The notification text could be arbitrarily long, with the time indicator being a little bit lower at the bottom. Now, every single developer that has a little bit of experience with auto layout knows that working with multiple labels is a one-way ticket to programmer's hell. So using a separate label for the time was a no-no. Thankfully, there's also NSAttributedString. With this type of object, it is possible to create a string which is composed of multiple substrings, each with their own custom styling. So I could create the text above using something like below:

notificationAttrText = NSMutableAttributedString(string: notificationText, attributes: [NSFontAttributeName: UIFont.systemFont(ofSize: 14)])

timeAttrText = NSMutableAttributedString(string: "\n\(timeText)", attributes: [NSFontAttributeName: UIFont.systemFont(ofSize: 11), NSForegroundColorAttributeName: UIColor.init(colorLiteralRed: 158/255, green: 158/255, blue: 158/255, alpha: 1)])

let combined = NSMutableAttributedString()
notificationLabel.attributedText = combined

This was enough to create my label to look the way I wanted it, but... The time text was pretty close to the notification text.
At first I thought this is a pretty easy one. There is a way to add paragraph styling to an NSMutableAttributedString, by specifying the NSMutableParagraphStyle which you create, and also the range of the text you want to apply this attribute on. The drawback of this method is that you need to know the exact length of the line above. This is because you need two lines to define the spacing between them , so the range must be from the beginning of the line above, to the ending of the line below. In my case I needed to know the range for this piece of text "spacing only for the last line in a NSAttributedText\n2 hours ago". Obviously, it's not an easy thing to do. There's no easy way to get a specific line in a label. So I was doomed...

Chapter II - Redemption

Except I wasn't. NSMutableParagraphStyle to the rescue, everyone. But how, I hear you asking. Well, the answer lies on another property of this type of object. Not lineSpacing, but lineHeightMultiple. By using this property, I only needed to know the range for the time text, which I could very easily determine.
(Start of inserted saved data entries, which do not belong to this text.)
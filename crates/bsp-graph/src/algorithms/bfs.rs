//! Breadth-first search
//!
//! Level-synchronous: the program carries the frontier depth, and only
//! vertices discovered in the previous superstep send. A vertex keeps the
//! first depth it receives.

use std::sync::Arc;

use crate::pregel::{
    EdgeDirection, EdgeWeight, Graph, Iterations, PregelError, PregelRuntime, Topology,
    VertexId, VertexPass, VertexProgram, VertexState,
};

use super::check_source;

/// Hop count from the source
pub type Depth = u32;

/// Depth of a vertex the search never reached
pub const UNREACHED: Depth = Depth::MAX;

/// BFS vertex program
#[derive(Debug, Clone)]
pub struct BreadthFirstSearch {
    /// Depth assigned to vertices discovered in the current superstep
    frontier: Depth,
}

impl BreadthFirstSearch {
    pub fn new() -> Self {
        Self { frontier: 1 }
    }

    pub fn frontier(&self) -> Depth {
        self.frontier
    }
}

impl Default for BreadthFirstSearch {
    fn default() -> Self {
        Self::new()
    }
}

impl VertexProgram for BreadthFirstSearch {
    type Value = Depth;
    type Message = Depth;
    type Reduced = Depth;

    fn name(&self) -> &'static str {
        "bfs"
    }

    fn direction(&self) -> EdgeDirection {
        EdgeDirection::Out
    }

    fn send_message(&self, depth: &Depth) -> Option<Depth> {
        (*depth != UNREACHED && *depth + 1 == self.frontier).then_some(*depth + 1)
    }

    fn process_message(&self, message: &Depth, _weight: EdgeWeight, _dst: &Depth) -> Depth {
        *message
    }

    fn reduce(&self, total: &mut Depth, partial: Depth) {
        *total = (*total).min(partial);
    }

    fn apply(&self, total: Depth, depth: &mut Depth) -> bool {
        if *depth == UNREACHED {
            *depth = total;
            true
        } else {
            false
        }
    }

    fn on_superstep_end(&mut self, _superstep: usize, _pass: &mut VertexPass<'_, Depth>) {
        self.frontier += 1;
    }
}

/// Depth of every vertex from `source`, [`UNREACHED`] where no path exists
pub async fn breadth_first_search(
    runtime: &PregelRuntime,
    topology: Arc<Topology>,
    source: VertexId,
) -> Result<Vec<Depth>, PregelError> {
    check_source(&topology, source)?;

    let mut graph = Graph::from_topology(topology, |v| if v == source { 0 } else { UNREACHED });
    graph.set_all(VertexState::Halted);
    graph.activate(source);

    let outcome = runtime
        .run(BreadthFirstSearch::new(), graph, Iterations::UntilConverged)
        .await?;
    Ok(outcome.graph.into_values())
}
//! Superstep throughput benchmarks
//!
//! Runs each kernel over a synthetic power-law-ish graph so changes to the
//! gather/apply path show up as wall-clock regressions.
//!
//! ```bash
//! cargo bench --bench superstep_benchmark
//! cargo bench --bench superstep_benchmark -- pagerank
//! ```

use std::sync::Arc;

use criterion::{criterion_group, criterion_main, BenchmarkId, Criterion};
use tokio::runtime::Runtime;

use bsp_graph::{
    Algorithm, GraphBuilder, LccConfig, PageRankConfig, PregelConfig, PregelRuntime, Topology,
    VertexId,
};

const SIZES: [usize; 2] = [1_000, 10_000];

/// Deterministic graph: every vertex links to a few hub-biased targets
fn synthetic_graph(n: usize) -> Arc<Topology> {
    let mut builder = GraphBuilder::new(n).with_partitions(16);
    builder.reserve(n * 8);
    let mut state: u64 = 0x9E37_79B9_7F4A_7C15;
    for src in 0..n {
        for _ in 0..8 {
            state ^= state << 13;
            state ^= state >> 7;
            state ^= state << 17;
            let r = (state % n as u64) as usize;
            // squaring biases targets toward low ids
            let dst = r * r / n;
            builder
                .add_weighted_edge(VertexId(src as u32), VertexId(dst as u32), 1.0 + (r % 7) as f64)
                .unwrap();
        }
    }
    Arc::new(builder.build())
}

fn runtime() -> PregelRuntime {
    PregelRuntime::with_config(PregelConfig::default().with_tracing(false)).unwrap()
}

fn bench_algorithms(c: &mut Criterion) {
    let rt = Runtime::new().unwrap();
    let engine = runtime();

    let algorithms = [
        Algorithm::Bfs {
            source: VertexId(0),
        },
        Algorithm::Sssp {
            source: VertexId(0),
        },
        Algorithm::Wcc,
        Algorithm::Cdlp { iterations: 5 },
        Algorithm::PageRank(PageRankConfig {
            iterations: 10,
            ..PageRankConfig::default()
        }),
        Algorithm::Lcc(LccConfig::default()),
    ];

    for algorithm in &algorithms {
        let mut group = c.benchmark_group(algorithm.name());
        group.sample_size(10);
        for &n in &SIZES {
            let topology = synthetic_graph(n);
            group.bench_with_input(BenchmarkId::from_parameter(n), &topology, |b, topology| {
                b.to_async(&rt).iter(|| {
                    let engine = &engine;
                    let topology = Arc::clone(topology);
                    async move { algorithm.run(engine, topology).await.unwrap() }
                })
            });
        }
        group.finish();
    }
}

fn bench_lcc_intersection_strategy(c: &mut Criterion) {
    let rt = Runtime::new().unwrap();
    let engine = runtime();
    let topology = synthetic_graph(10_000);

    let mut group = c.benchmark_group("lcc_strategy");
    group.sample_size(10);
    for threshold in [0usize, 64, usize::MAX] {
        let algorithm = Algorithm::Lcc(LccConfig {
            bitmap_threshold: threshold,
        });
        group.bench_function(BenchmarkId::new("bitmap_threshold", threshold), |b| {
            b.to_async(&rt).iter(|| {
                let (engine, algorithm) = (&engine, &algorithm);
                let topology = Arc::clone(&topology);
                async move { algorithm.run(engine, topology).await.unwrap() }
            })
        });
    }
    group.finish();
}

criterion_group!(benches, bench_algorithms, bench_lcc_intersection_strategy);
criterion_main!(benches);
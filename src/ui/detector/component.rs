// SPDX-License-Identifier: MPL-2.0
//! Pure state machine of a detector panel.
//!
//! One panel owns one file selection and one display phase. The phase is a
//! single enum, so a verdict and an error can never be shown at the same
//! time, and leaving `Loading` (the only phase that disables submit) happens
//! in exactly one place: the [`Message::Completed`] handler. That handler is
//! reached on every outcome of a request, which is what guarantees the
//! spinner is hidden and submit is re-enabled on success, server error, and
//! transport failure alike.

use crate::detection::{
    validate_submission, DetectionReport, Modality, SelectedFile, SubmitError,
};
use crate::i18n::fluent::I18n;

/// Spinner rotation speed in radians per tick.
const SPINNER_SPEED: f32 = 0.1;

/// Display phase of a panel. Exactly one is active at a time.
#[derive(Debug, Clone, PartialEq, Default)]
pub enum Phase {
    /// Nothing submitted yet, or ready for the next attempt.
    #[default]
    Idle,
    /// A request is in flight; submit is disabled.
    Loading,
    /// The server returned a verdict.
    Result(DetectionReport),
    /// Validation, server, or transport failure.
    Failed(SubmitError),
}

/// Messages handled by a panel.
#[derive(Debug, Clone)]
pub enum Message {
    /// The browse button was pressed.
    BrowsePressed,
    /// The file dialog closed; `None` means it was cancelled.
    FileChosen(Option<SelectedFile>),
    /// A file was dropped onto the window and routed to this panel.
    FileDropped(SelectedFile),
    /// A drag with a file for this panel entered the window.
    DragEntered,
    /// The drag left the window without dropping.
    DragLeft,
    /// The submit button was pressed.
    SubmitPressed,
    /// The detection request finished, one way or another.
    Completed(Result<DetectionReport, SubmitError>),
    /// Periodic tick to animate the spinner.
    SpinnerTick,
}

/// Side effects requested from the application shell.
#[derive(Debug, Clone, PartialEq)]
pub enum Effect {
    None,
    /// Open the file dialog for this panel's modality.
    OpenFileDialog,
    /// Issue the detection request for the validated selection.
    Submit(SelectedFile),
}

/// State of one detector panel.
#[derive(Debug)]
pub struct State {
    modality: Modality,
    selection: Option<SelectedFile>,
    phase: Phase,
    drop_hover: bool,
    spinner_rotation: f32,
}

impl State {
    /// Creates an idle panel for the given modality.
    #[must_use]
    pub fn new(modality: Modality) -> Self {
        Self {
            modality,
            selection: None,
            phase: Phase::Idle,
            drop_hover: false,
            spinner_rotation: 0.0,
        }
    }

    /// Handles a message and returns the effect the shell should perform.
    pub fn handle(&mut self, message: Message) -> Effect {
        match message {
            Message::BrowsePressed => Effect::OpenFileDialog,
            Message::FileChosen(Some(file)) | Message::FileDropped(file) => {
                self.selection = Some(file);
                self.drop_hover = false;
                Effect::None
            }
            Message::FileChosen(None) => {
                // Dialog cancelled; the previous selection stays.
                Effect::None
            }
            Message::DragEntered => {
                self.drop_hover = true;
                Effect::None
            }
            Message::DragLeft => {
                self.drop_hover = false;
                Effect::None
            }
            Message::SubmitPressed => self.submit(),
            Message::Completed(result) => {
                // Sole exit from Loading; runs on every outcome.
                if self.phase == Phase::Loading {
                    self.phase = match result {
                        Ok(report) => Phase::Result(report),
                        Err(error) => Phase::Failed(error),
                    };
                }
                Effect::None
            }
            Message::SpinnerTick => {
                if self.phase == Phase::Loading {
                    self.spinner_rotation += SPINNER_SPEED;
                    if self.spinner_rotation > std::f32::consts::TAU {
                        self.spinner_rotation -= std::f32::consts::TAU;
                    }
                }
                Effect::None
            }
        }
    }

    /// Validates the current selection and, if it passes, enters `Loading`
    /// and asks the shell to issue the request.
    ///
    /// Validation failures replace the phase without entering `Loading`; no
    /// request is issued for them.
    fn submit(&mut self) -> Effect {
        if self.phase == Phase::Loading {
            // The button is disabled while loading; ignore stray presses.
            return Effect::None;
        }

        if let Err(error) = validate_submission(self.modality, self.selection.as_ref()) {
            self.phase = Phase::Failed(error);
            return Effect::None;
        }

        // Validation passed, so a selection is present.
        let Some(file) = self.selection.clone() else {
            self.phase = Phase::Failed(SubmitError::NoFileSelected);
            return Effect::None;
        };

        self.phase = Phase::Loading;
        self.spinner_rotation = 0.0;
        Effect::Submit(file)
    }

    #[must_use]
    pub fn modality(&self) -> Modality {
        self.modality
    }

    #[must_use]
    pub fn selection(&self) -> Option<&SelectedFile> {
        self.selection.as_ref()
    }

    #[must_use]
    pub fn phase(&self) -> &Phase {
        &self.phase
    }

    #[must_use]
    pub fn is_loading(&self) -> bool {
        self.phase == Phase::Loading
    }

    /// Whether the submit action is currently enabled.
    #[must_use]
    pub fn can_submit(&self) -> bool {
        !self.is_loading()
    }

    #[must_use]
    pub fn drop_hover(&self) -> bool {
        self.drop_hover
    }

    #[must_use]
    pub fn spinner_rotation(&self) -> f32 {
        self.spinner_rotation
    }

    /// Resolved error text for the error region, if an error is shown.
    #[must_use]
    pub fn error_message(&self, i18n: &I18n) -> Option<String> {
        let Phase::Failed(error) = &self.phase else {
            return None;
        };

        let key = error.i18n_key(self.modality);
        Some(match error.detail() {
            Some(detail) => i18n.tr_with_args(&key, &[("detail", detail)]),
            None => i18n.tr(&key),
        })
    }

    /// Resolved verdict headline, if a result is shown.
    #[must_use]
    pub fn verdict_message(&self, i18n: &I18n) -> Option<String> {
        let Phase::Result(report) = &self.phase else {
            return None;
        };
        Some(i18n.tr(&report.verdict().i18n_key(self.modality)))
    }
}
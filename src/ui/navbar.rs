// SPDX-License-Identifier: MPL-2.0
//! Navigation bar module for app-level navigation.
//!
//! Provides the hamburger menu at the top of the detector screen, giving
//! access to the Settings and About screens.

use crate::i18n::fluent::I18n;
use crate::ui::design_tokens::{spacing, typography};
use crate::ui::styles::button as button_styles;
use iced::widget::{button, text, Column, Container, Row, Text};
use iced::{
    alignment::{Horizontal, Vertical},
    Element, Length, Theme,
};

/// Contextual data needed to render the navbar.
pub struct ViewContext<'a> {
    pub i18n: &'a I18n,
    pub menu_open: bool,
}

/// Messages emitted by the navbar.
#[derive(Debug, Clone)]
pub enum Message {
    ToggleMenu,
    CloseMenu,
    OpenDetector,
    OpenSettings,
    OpenAbout,
}

/// Events propagated to the parent application.
#[derive(Debug, Clone, PartialEq, Eq)]
pub enum Event {
    None,
    OpenDetector,
    OpenSettings,
    OpenAbout,
}

/// Process a navbar message and return the corresponding event.
pub fn update(message: Message, menu_open: &mut bool) -> Event {
    match message {
        Message::ToggleMenu => {
            *menu_open = !*menu_open;
            Event::None
        }
        Message::CloseMenu => {
            *menu_open = false;
            Event::None
        }
        Message::OpenDetector => {
            *menu_open = false;
            Event::OpenDetector
        }
        Message::OpenSettings => {
            *menu_open = false;
            Event::OpenSettings
        }
        Message::OpenAbout => {
            *menu_open = false;
            Event::OpenAbout
        }
    }
}

/// Render the navigation bar.
pub fn view<'a>(ctx: ViewContext<'a>) -> Element<'a, Message> {
    let mut content = Column::new().width(Length::Fill);

    let menu_button = button(
        Text::new("☰")
            .size(typography::TITLE_MD)
            .shaping(text::Shaping::Advanced),
    )
    .on_press(Message::ToggleMenu)
    .padding(spacing::XS)
    .style(button_styles::menu_entry);

    let title = Text::new(ctx.i18n.tr("window-title")).size(typography::TITLE_MD);

    let top_bar = Row::new()
        .spacing(spacing::MD)
        .padding(spacing::XS)
        .align_y(Vertical::Center)
        .push(menu_button)
        .push(title);

    content = content.push(top_bar);

    if ctx.menu_open {
        content = content.push(build_dropdown(&ctx));
    }

    content.into()
}

fn build_dropdown<'a>(ctx: &ViewContext<'a>) -> Element<'a, Message> {
    let entry = |label: String, message: Message| {
        button(Text::new(label).size(typography::BODY))
            .on_press(message)
            .width(Length::Fill)
            .padding([spacing::XS, spacing::MD])
            .style(button_styles::menu_entry)
    };

    let menu = Column::new()
        .width(Length::Fixed(180.0))
        .push(entry(
            ctx.i18n.tr("navbar-detector"),
            Message::OpenDetector,
        ))
        .push(entry(
            ctx.i18n.tr("navbar-settings"),
            Message::OpenSettings,
        ))
        .push(entry(ctx.i18n.tr("navbar-about"), Message::OpenAbout));

    Container::new(menu)
        .padding(spacing::XXS)
        .align_x(Horizontal::Left)
        .style(|theme: &Theme| crate::ui::styles::container::panel(theme))
        .into()
}
// SPDX-License-Identifier: MPL-2.0
//! Centralized path management for the configuration directory.
//!
//! # Path Resolution Order
//!
//! 1. **Explicit override** - parameter to `_with_override()` functions (for tests)
//! 2. **CLI argument** (`--config-dir`) - set via [`init_cli_overrides`]
//! 3. **Environment variable** (`VERI_LENS_CONFIG_DIR`)
//! 4. **Platform default** - via the `dirs` crate
//!
//! CLI overrides should be initialized once at startup:
//! ```ignore
//! paths::init_cli_overrides(flags.config_dir);
//! ```

use std::path::PathBuf;
use std::sync::OnceLock;

/// Application name used for directory naming.
const APP_NAME: &str = "VeriLens";

/// Environment variable to override the config directory.
pub const ENV_CONFIG_DIR: &str = "VERI_LENS_CONFIG_DIR";

/// Global CLI override for the config directory (set once at startup).
static CLI_CONFIG_DIR: OnceLock<Option<PathBuf>> = OnceLock::new();

/// Initializes the CLI override for the config directory.
///
/// # Panics
///
/// Panics if called more than once (`OnceLock` can only be set once).
pub fn init_cli_overrides(config_dir: Option<String>) {
    CLI_CONFIG_DIR
        .set(config_dir.map(PathBuf::from))
        .expect("CLI config dir override already initialized");
}

fn get_cli_config_dir() -> Option<PathBuf> {
    CLI_CONFIG_DIR.get().and_then(Clone::clone)
}

/// Returns the application config directory path.
///
/// - Linux: `~/.config/VeriLens/`
/// - macOS: `~/Library/Application Support/VeriLens/`
/// - Windows: `C:\Users\<User>\AppData\Roaming\VeriLens\`
///
/// Returns `None` if the config directory cannot be determined.
pub fn get_app_config_dir() -> Option<PathBuf> {
    get_app_config_dir_with_override(None)
}

/// Returns the config directory path with an optional explicit override.
///
/// The override parameter takes priority over the CLI argument, which takes
/// priority over the environment variable and the platform default.
pub fn get_app_config_dir_with_override(override_path: Option<PathBuf>) -> Option<PathBuf> {
    if let Some(path) = override_path {
        return Some(path);
    }

    if let Some(path) = get_cli_config_dir() {
        return Some(path);
    }

    if let Ok(env_path) = std::env::var(ENV_CONFIG_DIR) {
        if !env_path.is_empty() {
            return Some(PathBuf::from(env_path));
        }
    }

    dirs::config_dir().map(|mut path| {
        path.push(APP_NAME);
        path
    })
}

/// Serializes tests (here and in `app`) that mutate `VERI_LENS_CONFIG_DIR`.
#[cfg(test)]
pub(crate) fn env_lock() -> &'static std::sync::Mutex<()> {
    static LOCK: std::sync::OnceLock<std::sync::Mutex<()>> = std::sync::OnceLock::new();
    LOCK.get_or_init(|| std::sync::Mutex::new(()))
}
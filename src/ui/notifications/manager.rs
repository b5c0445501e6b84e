// SPDX-License-Identifier: MPL-2.0
//! Notification lifecycle management.
//!
//! The `Manager` handles queuing, display timing, and dismissal of
//! notifications. It limits the number of visible toasts and promotes queued
//! ones as space becomes available.

use super::notification::{Notification, NotificationId};
use std::collections::VecDeque;

/// Maximum number of notifications visible at once.
const MAX_VISIBLE: usize = 3;

/// Messages for notification state changes.
#[derive(Debug, Clone)]
pub enum Message {
    /// Dismiss a specific notification by ID.
    Dismiss(NotificationId),
}

/// Manages the notification queue and visible notifications.
#[derive(Debug, Default)]
pub struct Manager {
    /// Currently visible notifications (newest first).
    visible: VecDeque<Notification>,
    /// Queued notifications waiting to be displayed.
    queue: VecDeque<Notification>,
}

impl Manager {
    /// Creates a new empty notification manager.
    #[must_use]
    pub fn new() -> Self {
        Self::default()
    }

    /// Pushes a new notification to be displayed.
    ///
    /// If fewer than `MAX_VISIBLE` notifications are showing, it's displayed
    /// immediately. Otherwise, it's added to the queue and shown when space
    /// becomes available.
    pub fn push(&mut self, notification: Notification) {
        if self.visible.len() < MAX_VISIBLE {
            self.visible.push_front(notification);
        } else {
            self.queue.push_back(notification);
        }
    }

    /// Dismisses a notification by its ID.
    ///
    /// Returns `true` if the notification was found and removed.
    pub fn dismiss(&mut self, id: NotificationId) -> bool {
        if let Some(pos) = self.visible.iter().position(|n| n.id() == id) {
            self.visible.remove(pos);
            self.promote_from_queue();
            return true;
        }
        if let Some(pos) = self.queue.iter().position(|n| n.id() == id) {
            self.queue.remove(pos);
            return true;
        }
        false
    }

    /// Removes expired notifications; called from the periodic tick.
    pub fn tick(&mut self) {
        let before = self.visible.len();
        self.visible.retain(|n| !n.is_expired());
        if self.visible.len() < before {
            self.promote_from_queue();
        }
    }

    /// Handles a notification message.
    pub fn handle_message(&mut self, message: Message) {
        match message {
            Message::Dismiss(id) => {
                self.dismiss(id);
            }
        }
    }

    /// Whether any notification is visible or queued.
    #[must_use]
    pub fn has_notifications(&self) -> bool {
        !self.visible.is_empty() || !self.queue.is_empty()
    }

    /// Currently visible notifications, newest first.
    #[must_use]
    pub fn visible(&self) -> impl Iterator<Item = &Notification> {
        self.visible.iter()
    }

    fn promote_from_queue(&mut self) {
        while self.visible.len() < MAX_VISIBLE {
            let Some(next) = self.queue.pop_front() else {
                break;
            };
            self.visible.push_front(next);
        }
    }
}

#[cfg(test)]
mod tests {
    use super::*;

    #[test]
    fn push_shows_notification_immediately() {
        let mut manager = Manager::new();
        manager.push(Notification::warning("notification-config-load-error"));

        assert!(manager.has_notifications());
        assert_eq!(manager.visible().count(), 1);
    }

    #[test]
    fn overflow_goes_to_queue_and_promotes_on_dismiss() {
        let mut manager = Manager::new();
        for _ in 0..MAX_VISIBLE + 1 {
            manager.push(Notification::error("notification-config-save-error"));
        }

        assert_eq!(manager.visible().count(), MAX_VISIBLE);

        let first_id = manager.visible().next().unwrap().id();
        assert!(manager.dismiss(first_id));

        // The queued notification takes the freed slot
        assert_eq!(manager.visible().count(), MAX_VISIBLE);
        assert!(manager.has_notifications());
    }

    #[test]
    fn dismiss_unknown_id_returns_false() {
        let mut manager = Manager::new();
        assert!(!manager.dismiss(NotificationId::new()));
    }

    #[test]
    fn tick_keeps_fresh_notifications() {
        let mut manager = Manager::new();
        manager.push(Notification::error("notification-config-save-error"));
        manager.tick();
        assert_eq!(manager.visible().count(), 1);
    }
}
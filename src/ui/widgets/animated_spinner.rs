// SPDX-License-Identifier: MPL-2.0
//! Animated spinner widget using Canvas for smooth rotation.
//!
//! Shown while a detection request is in flight. The rotation angle is owned
//! by the panel state and advanced on subscription ticks, so the widget itself
//! stays stateless.

use crate::ui::design_tokens::sizing;
use iced::widget::canvas::{self, Cache, Canvas, Frame, Geometry, Path, Stroke};
use iced::{mouse, Color, Length, Point, Rectangle, Renderer, Theme};
use std::f32::consts::PI;

/// Stroke width of the spinner ring.
const RING_WIDTH: f32 = 3.0;

/// Animated spinner that rotates smoothly.
pub struct AnimatedSpinner {
    cache: Cache,
    rotation: f32, // Rotation angle in radians
    color: Color,
    size: f32,
}

impl AnimatedSpinner {
    /// Creates a new animated spinner with the given color and rotation angle.
    #[must_use]
    pub fn new(color: Color, rotation: f32) -> Self {
        Self {
            cache: Cache::default(),
            rotation,
            color,
            size: sizing::ICON_LG,
        }
    }

    /// Creates a Canvas widget from this spinner.
    pub fn into_element<Message: 'static>(self) -> iced::Element<'static, Message> {
        let size = self.size;
        Canvas::new(self)
            .width(Length::Fixed(size))
            .height(Length::Fixed(size))
            .into()
    }
}

impl<Message> canvas::Program<Message> for AnimatedSpinner {
    type State = ();

    fn draw(
        &self,
        _state: &Self::State,
        renderer: &Renderer,
        _theme: &Theme,
        bounds: Rectangle,
        _cursor: mouse::Cursor,
    ) -> Vec<Geometry> {
        let geometry = self
            .cache
            .draw(renderer, bounds.size(), |frame: &mut Frame| {
                let center = frame.center();
                let radius = frame.width().min(frame.height()) / 2.0 - 2.0;

                // Faint full circle as the track
                let track = Path::circle(center, radius);
                frame.stroke(
                    &track,
                    Stroke::default().with_width(RING_WIDTH).with_color(Color {
                        a: 0.25,
                        ..self.color
                    }),
                );

                // Rotating half arc, approximated with short line segments
                let start_angle = self.rotation - PI / 2.0;
                let end_angle = start_angle + PI;

                let mut arc_path = canvas::path::Builder::new();
                arc_path.move_to(Point::new(
                    center.x + radius * start_angle.cos(),
                    center.y + radius * start_angle.sin(),
                ));

                let segments = 30;
                #[allow(clippy::cast_precision_loss)]
                for i in 1..=segments {
                    let t = i as f32 / segments as f32;
                    let angle = start_angle + (end_angle - start_angle) * t;
                    arc_path.line_to(Point::new(
                        center.x + radius * angle.cos(),
                        center.y + radius * angle.sin(),
                    ));
                }

                frame.stroke(
                    &arc_path.build(),
                    Stroke::default()
                        .with_width(RING_WIDTH)
                        .with_color(self.color)
                        .with_line_cap(canvas::LineCap::Round),
                );
            });

        vec![geometry]
    }
}
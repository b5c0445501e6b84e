// SPDX-License-Identifier: MPL-2.0
//! Top-level messages and runtime flags for the application.

use crate::ui::about;
use crate::ui::detector;
use crate::ui::navbar;
use crate::ui::notifications;
use crate::ui::settings;
use std::path::PathBuf;
use std::time::Instant;

use super::Screen;

/// Top-level messages consumed by `App::update`. The variants forward
/// lower-level component messages while keeping a single update entrypoint.
#[derive(Debug, Clone)]
pub enum Message {
    ImagePanel(detector::Message),
    AudioPanel(detector::Message),
    Navbar(navbar::Message),
    Settings(settings::Message),
    About(about::Message),
    SwitchScreen(Screen),
    Notification(notifications::Message),
    /// A file drag entered the window.
    FileHovered(PathBuf),
    /// The file drag left the window without dropping.
    FilesHoveredLeft,
    /// A file was dropped on the window.
    FileDropped(PathBuf),
    /// Periodic tick for spinner animation and notification auto-dismiss.
    Tick(Instant),
}

/// Runtime flags passed in from the CLI or launcher to tweak startup behavior.
#[derive(Debug, Default)]
pub struct Flags {
    /// Optional locale override in BCP-47 form (e.g. `fr`, `en-US`).
    pub lang: Option<String>,
    /// Optional detection server base URL, overriding the configured one.
    pub server_url: Option<String>,
    /// Optional config directory override (for settings.toml).
    /// Takes precedence over the `VERI_LENS_CONFIG_DIR` environment variable.
    pub config_dir: Option<String>,
    /// Optional file path to preselect into the matching panel on startup.
    pub file_path: Option<String>,
}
let paragraph = NSMutableParagraphStyle()
paragraph.lineHeightMultiple = 1.2
let length = _timeAttrText.length
let start = combined.length - length
combined.addAttribute(NSParagraphStyleAttributeName, value: paragraph, range: NSMakeRange(start, length))

The actual line height is multiplied by the value you assign to the lineHeightMultiple attribute, so a value of 1.2 would actually raise the height of the line by 20%, giving me the result I wanted.